(Items from a data source)
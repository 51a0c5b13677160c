//! Live-reload WebSocket server.
//!
//! ## Protocol
//!
//! A single text message is defined, `reload`. The server pushes it:
//!
//! - once, to the first client that connects during the session
//! - to every connected client after each completed rebuild
//!
//! Client messages are ignored and nothing is acknowledged. A client that
//! misses a message simply waits for the next rebuild.

use std::net::SocketAddr;
use std::sync::atomic::{AtomicBool, Ordering};
use std::sync::Arc;

use futures_util::{SinkExt, StreamExt};
use tokio::net::{TcpListener, TcpStream};
use tokio::sync::broadcast;
use tokio_tungstenite::tungstenite::Message;

/// The only message the server sends.
pub const RELOAD_MESSAGE: &str = "reload";

/// Handle for broadcasting reloads to connected clients.
#[derive(Debug, Clone)]
pub struct Reloader {
    tx: broadcast::Sender<()>,
}

impl Reloader {
    /// Tells every connected client to reload. Returns the number reached.
    pub fn reload(&self) -> usize {
        self.tx.send(()).unwrap_or(0)
    }
}

/// A bound reload server.
pub struct ReloadServer {
    listener: TcpListener,
    reload_tx: broadcast::Sender<()>,
    greeted: Arc<AtomicBool>,
}

impl ReloadServer {
    /// Binds to `127.0.0.1:port`. Port 0 picks a free port.
    pub async fn bind(port: u16) -> std::io::Result<Self> {
        let addr = SocketAddr::from(([127, 0, 0, 1], port));
        let listener = TcpListener::bind(addr).await?;
        let (reload_tx, _) = broadcast::channel(16);
        Ok(Self {
            listener,
            reload_tx,
            greeted: Arc::new(AtomicBool::new(false)),
        })
    }

    pub fn local_addr(&self) -> std::io::Result<SocketAddr> {
        self.listener.local_addr()
    }

    pub fn reloader(&self) -> Reloader {
        Reloader {
            tx: self.reload_tx.clone(),
        }
    }

    /// Accepts connections until `shutdown` fires.
    pub async fn serve(self, mut shutdown: broadcast::Receiver<()>) {
        loop {
            tokio::select! {
                accept_result = self.listener.accept() => {
                    match accept_result {
                        Ok((stream, peer_addr)) => {
                            tracing::debug!(%peer_addr, "new reload client");
                            tokio::spawn(handle_connection(
                                stream,
                                peer_addr,
                                self.reload_tx.subscribe(),
                                Arc::clone(&self.greeted),
                                shutdown.resubscribe(),
                            ));
                        }
                        Err(e) => tracing::warn!("accept error: {}", e),
                    }
                }
                _ = shutdown.recv() => {
                    tracing::debug!("reload server shut down");
                    break;
                }
            }
        }
    }
}

async fn handle_connection(
    stream: TcpStream,
    peer_addr: SocketAddr,
    mut reload_rx: broadcast::Receiver<()>,
    greeted: Arc<AtomicBool>,
    mut shutdown_rx: broadcast::Receiver<()>,
) {
    let ws_stream = match tokio_tungstenite::accept_async(stream).await {
        Ok(ws) => ws,
        Err(e) => {
            tracing::debug!(%peer_addr, "websocket handshake failed: {}", e);
            return;
        }
    };

    let (mut write, mut read) = ws_stream.split();

    // Only the first client of the session is told to reload on connect
    if !greeted.swap(true, Ordering::SeqCst) {
        if let Err(e) = write.send(Message::Text(RELOAD_MESSAGE.to_string())).await {
            tracing::debug!(%peer_addr, "send error: {}", e);
            return;
        }
    }
    tracing::info!(%peer_addr, "extension connected");

    loop {
        tokio::select! {
            reload = reload_rx.recv() => {
                match reload {
                    Ok(()) | Err(broadcast::error::RecvError::Lagged(_)) => {
                        if let Err(e) = write.send(Message::Text(RELOAD_MESSAGE.to_string())).await {
                            tracing::debug!(%peer_addr, "send error: {}", e);
                            break;
                        }
                    }
                    Err(broadcast::error::RecvError::Closed) => break,
                }
            }
            msg_opt = read.next() => {
                match msg_opt {
                    Some(Ok(Message::Close(_))) | None => break,
                    Some(Ok(_)) => {}
                    Some(Err(e)) => {
                        tracing::debug!(%peer_addr, "receive error: {}", e);
                        break;
                    }
                }
            }
            _ = shutdown_rx.recv() => {
                let _ = write.send(Message::Close(None)).await;
                break;
            }
        }
    }

    tracing::debug!(%peer_addr, "reload client disconnected");
}
//! The manifest build pipeline.
//!
//! One run takes a freshly loaded [`Manifest`] through every step in a fixed
//! order:
//!
//! 1. mark the service worker as an ES module
//! 2. copy the public directory and register its files
//! 3. extract path-valued fields into references
//! 4. resolve references to static files straight from the registry
//! 5. scan HTML pages for their own scripts and stylesheets
//! 6. invoke the bundler once with every remaining entrypoint
//! 7. reconcile outputs back into the manifest and the HTML pages
//! 8. write `manifest.json`
//!
//! Only creating the output directory and writing `manifest.json` can fail a
//! run. Everything else is recorded in the [`PipelineReport`] and logged.

use std::path::PathBuf;

use thiserror::Error;

use extpack_manifest::{extract_references, Manifest, PathRegistry, Reference};

use crate::assets::copy_static_assets;
use crate::bundler::{BuildLog, BuildRequest, BuildResult, Bundler};
use crate::config::Config;
use crate::html::{scan_documents, secondary_entrypoints};
use crate::reconcile::{Mismatch, Reconciler};
use crate::writer::write_manifest;


/// Errors that abort a pipeline run.
#[derive(Debug, Error)]
pub enum PipelineError {
    #[error("failed to create output directory {path}: {source}")]
    CreateOutdir {
        path: PathBuf,
        #[source]
        source: std::io::Error,
    },

    #[error("failed to clean output directory {path}: {source}")]
    CleanOutdir {
        path: PathBuf,
        #[source]
        source: std::io::Error,
    },

    #[error("refusing to clean {outdir}: it contains the project root {root}")]
    UnsafeOutdir { outdir: PathBuf, root: PathBuf },

    #[error("failed to serialize manifest: {0}")]
    Serialize(#[source] serde_json::Error),

    #[error("failed to write {path}: {source}")]
    WriteManifest {
        path: PathBuf,
        #[source]
        source: std::io::Error,
    },
}

/// Outcome of one pipeline run.
#[derive(Debug, Clone, Default)]
pub struct PipelineReport {
    /// Entrypoints submitted to the bundler, in order.
    pub entrypoints: Vec<String>,
    /// Whether the bundler was invoked.
    pub bundler_invoked: bool,
    /// The bundler's verdict; `None` when it was not invoked.
    pub bundler_success: Option<bool>,
    /// Bundler diagnostics.
    pub diagnostics: Vec<BuildLog>,
    /// References left unresolved.
    pub mismatches: Vec<Mismatch>,
    /// Non-fatal problems outside the bundler.
    pub warnings: Vec<String>,
    /// Number of static files copied.
    pub copied_assets: usize,
    /// HTML pages written.
    pub documents: Vec<PathBuf>,
    /// The written `manifest.json`.
    pub manifest_path: PathBuf,
}

impl PipelineReport {
    /// Returns true unless the bundler reported failure.
    pub fn bundler_ok(&self) -> bool {
        self.bundler_success != Some(false)
    }

    /// Returns true if nothing at all went wrong.
    pub fn is_clean(&self) -> bool {
        self.bundler_ok() && self.mismatches.is_empty() && self.warnings.is_empty()
    }
}

/// Runs the build pipeline against one configuration and bundler.
pub struct Pipeline<'a, B> {
    config: &'a Config,
    bundler: B,
}

impl<'a, B: Bundler> Pipeline<'a, B> {
    /// Creates a pipeline.
    pub fn new(config: &'a Config, bundler: B) -> Self {
        Self { config, bundler }
    }

    /// Runs every step over `manifest`, leaving it in its written form.
    pub fn run(&self, manifest: &mut Manifest) -> Result<PipelineReport, PipelineError> {
        let config = self.config;
        let mut report = PipelineReport {
            manifest_path: config.output_manifest(),
            ..Default::default()
        };

        std::fs::create_dir_all(&config.outdir).map_err(|source| PipelineError::CreateOutdir {
            path: config.outdir.clone(),
            source,
        })?;

        manifest.mark_module_worker();

        let mut registry = PathRegistry::new();
        report.copied_assets =
            copy_static_assets(&config.public_dir, &config.outdir, &config.root, &mut registry)
                .len();

        let references = extract_references(manifest, &config.root);
        let pending = resolve_static(manifest, references, &registry);

        let documents = scan_documents(&pending);

        // Static files named by a page are linked, not bundled
        report.entrypoints = pending
            .iter()
            .map(|reference| reference.source_path.clone())
            .chain(
                secondary_entrypoints(&documents)
                    .into_iter()
                    .filter(|path| !registry.contains(path)),
            )
            .collect();

        let result = if report.entrypoints.is_empty() {
            tracing::debug!("no entrypoints; skipping bundler");
            BuildResult::success(Vec::new())
        } else {
            report.bundler_invoked = true;
            let result = self.bundle(&report.entrypoints);
            report.bundler_success = Some(result.success);
            result
        };
        for log in &result.logs {
            tracing::warn!(level = %log.level, "bundler: {}", log.message);
        }
        report.diagnostics = result.logs;

        let reconciliation = Reconciler::new(
            &config.root,
            &config.outdir,
            &mut registry,
            &result.outputs,
        )
        .with_entrypoints(&report.entrypoints)
        .run(manifest, &pending, &documents);
        report.mismatches = reconciliation.mismatches;
        report.warnings = reconciliation.warnings;
        report.documents = reconciliation.documents;

        write_manifest(manifest, &report.manifest_path)?;

        tracing::info!(
            entrypoints = report.entrypoints.len(),
            resolved = reconciliation.resolved,
            unresolved = report.mismatches.len(),
            "pipeline run complete"
        );
        Ok(report)
    }

    fn bundle(&self, entrypoints: &[String]) -> BuildResult {
        let request = BuildRequest {
            entrypoints: entrypoints.to_vec(),
            minify: self.config.minify,
            sourcemap: self.config.sourcemap,
            outdir: self.config.outdir.clone(),
            naming: self.config.naming.clone(),
            root: self.config.root.clone(),
        };

        tracing::debug!(entrypoints = ?request.entrypoints, "bundling");
        match self.bundler.build(&request) {
            Ok(result) => result,
            Err(e) => BuildResult::failure(vec![BuildLog::new("error", e.to_string())]),
        }
    }
}

/// Points references to already-registered files at their outputs and
/// returns the rest, which still need the bundler.
fn resolve_static(
    manifest: &mut Manifest,
    references: Vec<Reference>,
    registry: &PathRegistry,
) -> Vec<Reference> {
    references
        .into_iter()
        .filter(|reference| match registry.get(&reference.source_path) {
            Some(output) => {
                tracing::debug!(
                    owner = %reference.owner,
                    output,
                    "resolved static reference"
                );
                manifest.set(&reference.owner, output);
                false
            }
            None => true,
        })
        .collect()
}

/// Removes the output directory before a one-shot build.
///
/// Refuses when the output directory is the project root or one of its
/// ancestors.
pub fn clean_outdir(config: &Config) -> Result<(), PipelineError> {
    if config.root.starts_with(&config.outdir) {
        return Err(PipelineError::UnsafeOutdir {
            outdir: config.outdir.clone(),
            root: config.root.clone(),
        });
    }
    if !config.outdir.exists() {
        return Ok(());
    }

    tracing::debug!(path = %config.outdir.display(), "cleaning output directory");
    std::fs::remove_dir_all(&config.outdir).map_err(|source| PipelineError::CleanOutdir {
        path: config.outdir.clone(),
        source,
    })
}
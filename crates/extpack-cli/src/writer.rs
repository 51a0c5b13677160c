//! Manifest writer.

use std::path::Path;

use serde_json::{Map, Value};

use extpack_manifest::paths::{is_external, to_posix};
use extpack_manifest::Manifest;

use crate::pipeline::PipelineError;

/// Serializes `manifest` to `path` with 2-space indentation.
///
/// Path-valued fields are converted to forward slashes first, as are
/// path-like strings under any other key (`web_accessible_resources`,
/// `declarative_net_request` rule files). No other substitution happens here.
pub fn write_manifest(manifest: &mut Manifest, path: &Path) -> Result<(), PipelineError> {
    normalize_separators(manifest);
    normalize_extra_paths(manifest);

    let json = manifest.to_json_pretty().map_err(PipelineError::Serialize)?;
    std::fs::write(path, json).map_err(|source| PipelineError::WriteManifest {
        path: path.to_path_buf(),
        source,
    })?;

    tracing::debug!(path = %path.display(), "wrote manifest");
    Ok(())
}

fn normalize_separators(manifest: &mut Manifest) {
    for field in manifest.path_fields() {
        let Some(value) = manifest.get(&field) else {
            continue;
        };
        let posix = to_posix(value);
        if posix != value {
            manifest.set(&field, posix);
        }
    }
}

fn normalize_extra_paths(manifest: &mut Manifest) {
    let mut maps: Vec<&mut Map<String, Value>> = vec![&mut manifest.extra];
    if let Some(background) = manifest.background.as_mut() {
        maps.push(&mut background.extra);
    }
    for script in manifest.content_scripts.iter_mut().flatten() {
        maps.push(&mut script.extra);
    }
    if let Some(action) = manifest.action.as_mut() {
        maps.push(&mut action.extra);
    }
    if let Some(options) = manifest.options_ui.as_mut() {
        maps.push(&mut options.extra);
    }

    for map in maps {
        map.values_mut().for_each(normalize_value);
    }
}

fn normalize_value(value: &mut Value) {
    match value {
        Value::String(s) if is_path_like(s) => *s = to_posix(s),
        Value::Array(items) => items.iter_mut().for_each(normalize_value),
        Value::Object(map) => map.values_mut().for_each(normalize_value),
        _ => {}
    }
}

/// A string with a backslash separator and no whitespace that does not
/// point outside the filesystem. Prose and URLs are left alone.
fn is_path_like(value: &str) -> bool {
    value.contains('\\') && !value.chars().any(char::is_whitespace) && !is_external(value)
}

#[cfg(test)]
mod tests {
    use super::*;
    use pretty_assertions::assert_eq;

    #[test]
    fn test_round_trip_without_path_fields() {
        let tmp = tempfile::tempdir().unwrap();
        let source = r#"{
  "manifest_version": 3,
  "name": "Example",
  "version": "1.0.2",
  "permissions": [
    "storage",
    "tabs"
  ],
  "description": "Does things"
}"#;
        let mut manifest = Manifest::from_json(source).unwrap();
        let path = tmp.path().join("manifest.json");

        write_manifest(&mut manifest, &path).unwrap();
        assert_eq!(std::fs::read_to_string(&path).unwrap(), source);
    }

    #[test]
    fn test_backslashes_become_forward_slashes() {
        let tmp = tempfile::tempdir().unwrap();
        let mut manifest = Manifest::from_json(
            r#"{"background": {"service_worker": "src\\bg.js"}, "icons": {"16": "public\\16.png"}}"#,
        )
        .unwrap();
        let path = tmp.path().join("manifest.json");

        write_manifest(&mut manifest, &path).unwrap();

        let written = Manifest::load(&path).unwrap();
        assert_eq!(written.service_worker(), Some("src/bg.js"));
        assert!(std::fs::read_to_string(&path).unwrap().contains(r#""16": "public/16.png""#));
    }

    #[test]
    fn test_path_like_extras_become_forward_slashes() {
        let tmp = tempfile::tempdir().unwrap();
        let mut manifest = Manifest::from_json(
            r#"{
                "description": "Ships C:\\ paths as is",
                "homepage_url": "https://example.com/a\\b",
                "web_accessible_resources": [
                    {"resources": ["assets\\img\\*.png", "fonts\\a.woff2"], "matches": ["<all_urls>"]}
                ],
                "content_scripts": [{"matches": ["<all_urls>"], "js": ["a.js"], "exclude_globs": ["*\\skip\\*"]}]
            }"#,
        )
        .unwrap();
        let path = tmp.path().join("manifest.json");

        write_manifest(&mut manifest, &path).unwrap();

        let written: Value = serde_json::from_str(&std::fs::read_to_string(&path).unwrap()).unwrap();
        assert_eq!(
            written["web_accessible_resources"][0]["resources"],
            serde_json::json!(["assets/img/*.png", "fonts/a.woff2"])
        );
        assert_eq!(
            written["content_scripts"][0]["exclude_globs"],
            serde_json::json!(["*/skip/*"])
        );
        assert_eq!(written["description"], "Ships C:\\ paths as is");
        assert_eq!(written["homepage_url"], "https://example.com/a\\b");
    }

    #[test]
    fn test_unwritable_target_is_an_error() {
        let tmp = tempfile::tempdir().unwrap();
        let mut manifest = Manifest::new();
        let err = write_manifest(&mut manifest, &tmp.path().join("missing/manifest.json"))
            .unwrap_err();
        assert!(matches!(err, PipelineError::WriteManifest { .. }));
    }
}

> _What needs to be done_:
The answer must be a single number: how many lines above contain the word "options".

> _Answer box_:
2